The Beall Center to present works by computational art pioneer Vera Molnár: Variations
The exhibition will include over 80 works by Molnár, the largest one person show of her work in the United States.
Irvine, Calif., March 14, 2022 — The Beall Center for Art + Technology is honored to be the first gallery in the United States to present Variations, a survey of Vera Molnár’s artistic practice.
The Beall Center’s mission is to research and share the history of expanded media, especially as it relates to computational art. Molnár is one of the pioneers of computational art, with her practice dating back to the mid-to-late sixties. In 1968, Molnár began to write programs to execute her computer-generated works, in which the code is the medium. Using different numbering systems to create her work, Molnar gives up control by writing a proscribed set of procedures that moves the plotter pen to create a drawing.
Molnár states: “Because of its huge capacity for combination, the computer permits systematic investigation of the field of possibilities in the visual world, helping the painter to clear his brain of mental/cultural ‘ready-mades’ and in enabling him to produce combinations of forms never seen before, either in nature or in museums, to create unimaginable images.”
As Molnár notes above, the computer allows her to create a multitude of scores and systems that yield series with ever-new permutations. These variations in her drawings and works in other media constantly produce movement—a musical, kinetic play of line and form. As one of the only computational artists who trained in art before using a computer, and among just a handful of women who innovated these new methods, Molnár continues to generate variations and surprise the audience in her artistic practice today at age 98.
What is unique to Molnár’s work is its ability to maintain a handmade feeling and aesthetic even though a computer program produces them. This exhibition will focus on her creation of a series of results from the same program. She varies the drawings by utilizing either a linear progression, variations on a theme, or the progression from order to chaos.

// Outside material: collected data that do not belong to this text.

//! A collecting logger shared by every build of a project.

use crate::code::DiagnosticCode;
use crate::diagnostic::Diagnostic;
use crate::logger::Logger;
use crate::renderer::DiagnosticRenderer;
use crate::severity::Severity;
use std::sync::atomic::{AtomicUsize, Ordering};
use std::sync::{Mutex, MutexGuard, PoisonError};

/// Collects diagnostics from any number of builds and threads.
///
/// Per-severity counts are kept atomically so `has_errors` never takes the
/// lock. Counts survive [`take_all`](Self::take_all).
#[derive(Default)]
pub struct DiagnosticSink {
    diagnostics: Mutex<Vec<Diagnostic>>,
    counts: [AtomicUsize; 3],
}

fn slot(severity: Severity) -> usize {
    match severity {
        Severity::Info => 0,
        Severity::Warning => 1,
        Severity::Error => 2,
    }
}

impl DiagnosticSink {
    /// Creates an empty sink.
    pub fn new() -> Self {
        Self::default()
    }

    fn entries(&self) -> MutexGuard<'_, Vec<Diagnostic>> {
        self.diagnostics
            .lock()
            .unwrap_or_else(PoisonError::into_inner)
    }

    /// Records `diag`.
    pub fn emit(&self, diag: Diagnostic) {
        self.counts[slot(diag.severity)].fetch_add(1, Ordering::Relaxed);
        self.entries().push(diag);
    }

    /// Returns `true` once any error has been recorded.
    pub fn has_errors(&self) -> bool {
        self.error_count() > 0
    }

    /// Errors recorded so far.
    pub fn error_count(&self) -> usize {
        self.count(Severity::Error)
    }

    /// Diagnostics of `severity` recorded so far.
    pub fn count(&self, severity: Severity) -> usize {
        self.counts[slot(severity)].load(Ordering::Relaxed)
    }

    /// Drains the recorded diagnostics.
    pub fn take_all(&self) -> Vec<Diagnostic> {
        std::mem::take(&mut *self.entries())
    }

    /// A copy of the recorded diagnostics.
    pub fn diagnostics(&self) -> Vec<Diagnostic> {
        self.entries().clone()
    }

    /// Diagnostics reported by the build of `artifact`.
    pub fn for_artifact(&self, artifact: &str) -> Vec<Diagnostic> {
        self.entries()
            .iter()
            .filter(|d| d.artifact.as_deref() == Some(artifact))
            .cloned()
            .collect()
    }

    /// Diagnostics carrying `code`.
    pub fn with_code(&self, code: DiagnosticCode) -> Vec<Diagnostic> {
        self.entries()
            .iter()
            .filter(|d| d.code == code)
            .cloned()
            .collect()
    }

    /// Renders every recorded diagnostic, one after another.
    pub fn render(&self, renderer: &dyn DiagnosticRenderer) -> String {
        self.entries()
            .iter()
            .map(|d| renderer.render(d))
            .collect::<Vec<_>>()
            .join("\n")
    }
}

impl Logger for DiagnosticSink {
    fn log(&self, diagnostic: Diagnostic) {
        self.emit(diagnostic);
    }
}
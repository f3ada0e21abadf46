//! Artifact builds: fingerprinting, build decisions, and the compile → link →
//! encode pipeline.
//!
//! An [`ArtifactBuild`] drives one artifact through its pipeline, consulting a
//! shared translation cache and fingerprint history to decide whether to fully
//! rebuild, recompile only stale units, only relink, or skip. The compiler,
//! linker, encoder, library loader and source resolver are external
//! collaborators bundled in a [`Toolchain`]. [`ApplicationBuild`] and
//! [`LibraryBuild`] configure the engine for the two artifact kinds; both
//! implement the [`Builder`] surface used by project graphs.

#![warn(missing_docs)]

pub mod application;
pub mod builder;
pub mod codes;
pub mod collab;
pub mod decision;
pub mod engine;
pub mod error;
pub mod extension;
pub mod fingerprint;
pub mod fs;
pub mod library;
pub mod phase;
pub mod state;
pub mod stop;
pub mod validate;

pub use application::ApplicationBuild;
pub use builder::Builder;
pub use collab::{
    CompileRequest, Compiler, Encoder, LibraryLoader, LinkRequest, LinkedArtifact, Linker,
    SourceContainers, SourceResolver, Toolchain,
};
pub use decision::{decide, decide_with, BuildCode, Decision, Evidence};
pub use engine::{ArtifactBuild, LinkRoots};
pub use error::{BuildError, CompileError, EncodeError, LinkError, LoadError, ResolveError};
pub use extension::{BuildSnapshot, Extension};
pub use fingerprint::{
    aggregate_checksum, compute_fingerprints, FingerprintSet, LibraryCheck, LibraryRecord,
};
pub use fs::FsSourceResolver;
pub use library::{LibraryBuild, LibraryComponents};
pub use phase::Phase;
pub use state::{BuildState, SavedState};
pub use stop::StopHandle;
pub use validate::{validate_units, StaleReason, Validation};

“My interest in Molnár’s work derives from my initial research into computational art and music from 1950 to 1970s, which investigated both the aesthetic aspects of the work and the computational techniques used to create this art,” said David Familian, artistic director for the Beall Center and the show’s curator. “In 2017, I created the exhibition Drawn from a Score at the Beall Center, which traced the use of indeterminacy in the works of John Cage, in computational drawings done in the late 1960s to early 1970s, and in the work of contemporary artists.” This exhibition will include over 80 works by Vera Molnár the largest one person show of her work in the United States.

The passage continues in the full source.